DATA below:

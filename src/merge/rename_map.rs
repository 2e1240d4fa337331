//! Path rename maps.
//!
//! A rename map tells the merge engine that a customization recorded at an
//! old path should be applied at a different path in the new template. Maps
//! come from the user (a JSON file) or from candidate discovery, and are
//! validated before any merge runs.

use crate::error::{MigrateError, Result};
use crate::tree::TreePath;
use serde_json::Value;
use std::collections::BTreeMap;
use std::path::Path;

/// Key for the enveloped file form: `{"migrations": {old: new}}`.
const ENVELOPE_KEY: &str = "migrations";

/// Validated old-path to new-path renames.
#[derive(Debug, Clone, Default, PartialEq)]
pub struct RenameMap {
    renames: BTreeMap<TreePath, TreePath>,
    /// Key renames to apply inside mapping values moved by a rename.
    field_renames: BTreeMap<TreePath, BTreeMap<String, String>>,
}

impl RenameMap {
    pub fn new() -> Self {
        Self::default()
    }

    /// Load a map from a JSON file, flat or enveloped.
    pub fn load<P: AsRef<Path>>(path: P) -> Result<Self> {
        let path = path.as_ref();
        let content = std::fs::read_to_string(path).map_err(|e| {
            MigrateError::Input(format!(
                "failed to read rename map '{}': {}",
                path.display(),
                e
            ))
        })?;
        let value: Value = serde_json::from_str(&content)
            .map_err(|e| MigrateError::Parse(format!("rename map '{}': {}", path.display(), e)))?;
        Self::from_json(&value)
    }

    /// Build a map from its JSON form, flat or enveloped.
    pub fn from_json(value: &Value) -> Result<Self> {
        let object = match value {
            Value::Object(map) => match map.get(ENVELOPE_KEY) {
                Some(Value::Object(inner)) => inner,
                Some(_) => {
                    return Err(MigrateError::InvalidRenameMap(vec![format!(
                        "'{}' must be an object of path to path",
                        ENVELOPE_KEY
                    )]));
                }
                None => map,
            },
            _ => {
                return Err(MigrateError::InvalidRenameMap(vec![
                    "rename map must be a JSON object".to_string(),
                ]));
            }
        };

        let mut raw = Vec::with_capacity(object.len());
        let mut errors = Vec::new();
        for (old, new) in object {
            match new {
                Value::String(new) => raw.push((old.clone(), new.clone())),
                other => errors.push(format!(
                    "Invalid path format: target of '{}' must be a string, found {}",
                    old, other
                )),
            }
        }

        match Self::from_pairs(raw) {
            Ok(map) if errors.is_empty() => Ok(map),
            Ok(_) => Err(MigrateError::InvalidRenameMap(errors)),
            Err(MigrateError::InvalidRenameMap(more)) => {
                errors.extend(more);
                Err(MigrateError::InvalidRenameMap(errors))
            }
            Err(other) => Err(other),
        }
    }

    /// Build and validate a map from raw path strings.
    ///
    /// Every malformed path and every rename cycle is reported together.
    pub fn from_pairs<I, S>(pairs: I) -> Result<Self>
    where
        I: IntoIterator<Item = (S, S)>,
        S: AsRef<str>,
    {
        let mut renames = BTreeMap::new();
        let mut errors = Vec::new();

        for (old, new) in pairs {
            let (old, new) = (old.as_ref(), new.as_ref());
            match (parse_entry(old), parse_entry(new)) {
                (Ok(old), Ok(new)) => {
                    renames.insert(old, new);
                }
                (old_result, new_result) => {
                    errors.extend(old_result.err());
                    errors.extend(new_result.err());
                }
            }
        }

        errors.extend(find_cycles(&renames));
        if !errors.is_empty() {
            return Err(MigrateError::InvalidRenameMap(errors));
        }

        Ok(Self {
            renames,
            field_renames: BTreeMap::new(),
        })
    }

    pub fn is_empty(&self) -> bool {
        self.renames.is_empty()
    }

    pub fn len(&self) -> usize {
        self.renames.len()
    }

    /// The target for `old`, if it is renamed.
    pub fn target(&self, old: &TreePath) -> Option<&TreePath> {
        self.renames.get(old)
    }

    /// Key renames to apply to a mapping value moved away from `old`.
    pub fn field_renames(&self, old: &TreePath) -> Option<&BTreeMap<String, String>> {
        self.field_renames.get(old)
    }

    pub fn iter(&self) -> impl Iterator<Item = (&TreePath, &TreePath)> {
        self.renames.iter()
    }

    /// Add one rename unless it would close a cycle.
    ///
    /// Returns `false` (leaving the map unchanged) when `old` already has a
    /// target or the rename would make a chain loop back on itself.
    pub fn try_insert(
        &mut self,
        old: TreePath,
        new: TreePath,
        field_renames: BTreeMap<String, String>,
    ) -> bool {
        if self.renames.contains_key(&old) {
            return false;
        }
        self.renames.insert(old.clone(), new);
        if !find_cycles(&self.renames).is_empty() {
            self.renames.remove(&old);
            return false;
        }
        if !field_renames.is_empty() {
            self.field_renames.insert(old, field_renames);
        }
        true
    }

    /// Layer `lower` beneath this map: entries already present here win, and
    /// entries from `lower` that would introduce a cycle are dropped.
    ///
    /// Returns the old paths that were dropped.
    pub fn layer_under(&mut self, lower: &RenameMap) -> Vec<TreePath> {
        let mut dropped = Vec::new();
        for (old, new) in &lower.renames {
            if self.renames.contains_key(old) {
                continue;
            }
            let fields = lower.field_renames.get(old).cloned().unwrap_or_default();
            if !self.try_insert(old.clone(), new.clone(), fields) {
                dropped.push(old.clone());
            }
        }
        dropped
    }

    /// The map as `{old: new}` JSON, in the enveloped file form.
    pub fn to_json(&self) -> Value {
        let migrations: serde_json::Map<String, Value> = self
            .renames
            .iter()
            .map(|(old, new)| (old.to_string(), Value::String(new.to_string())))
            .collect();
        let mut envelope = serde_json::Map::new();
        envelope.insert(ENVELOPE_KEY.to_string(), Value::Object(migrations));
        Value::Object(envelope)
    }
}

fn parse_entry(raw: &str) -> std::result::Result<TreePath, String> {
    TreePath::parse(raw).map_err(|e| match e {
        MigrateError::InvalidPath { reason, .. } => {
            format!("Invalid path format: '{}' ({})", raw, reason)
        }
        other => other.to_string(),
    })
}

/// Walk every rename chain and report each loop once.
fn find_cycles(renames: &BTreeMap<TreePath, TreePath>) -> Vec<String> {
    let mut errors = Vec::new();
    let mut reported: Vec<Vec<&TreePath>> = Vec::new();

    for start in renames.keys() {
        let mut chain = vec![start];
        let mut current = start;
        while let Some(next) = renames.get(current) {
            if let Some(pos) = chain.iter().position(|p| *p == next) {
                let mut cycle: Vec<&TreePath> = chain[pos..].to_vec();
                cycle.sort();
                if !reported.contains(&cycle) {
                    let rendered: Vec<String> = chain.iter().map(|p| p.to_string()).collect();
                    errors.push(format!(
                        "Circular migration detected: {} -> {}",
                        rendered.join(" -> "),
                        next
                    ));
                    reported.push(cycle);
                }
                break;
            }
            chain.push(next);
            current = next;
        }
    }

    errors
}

End of DATA.

| YOUR OBJECTIVE |
The lines to copy are those above that contain the string "Returns".

| SOLUTION FOR THIS EXERCISE |
    /// Returns `false` (leaving the map unchanged) when `old` already has a
    /// Returns the old paths that were dropped.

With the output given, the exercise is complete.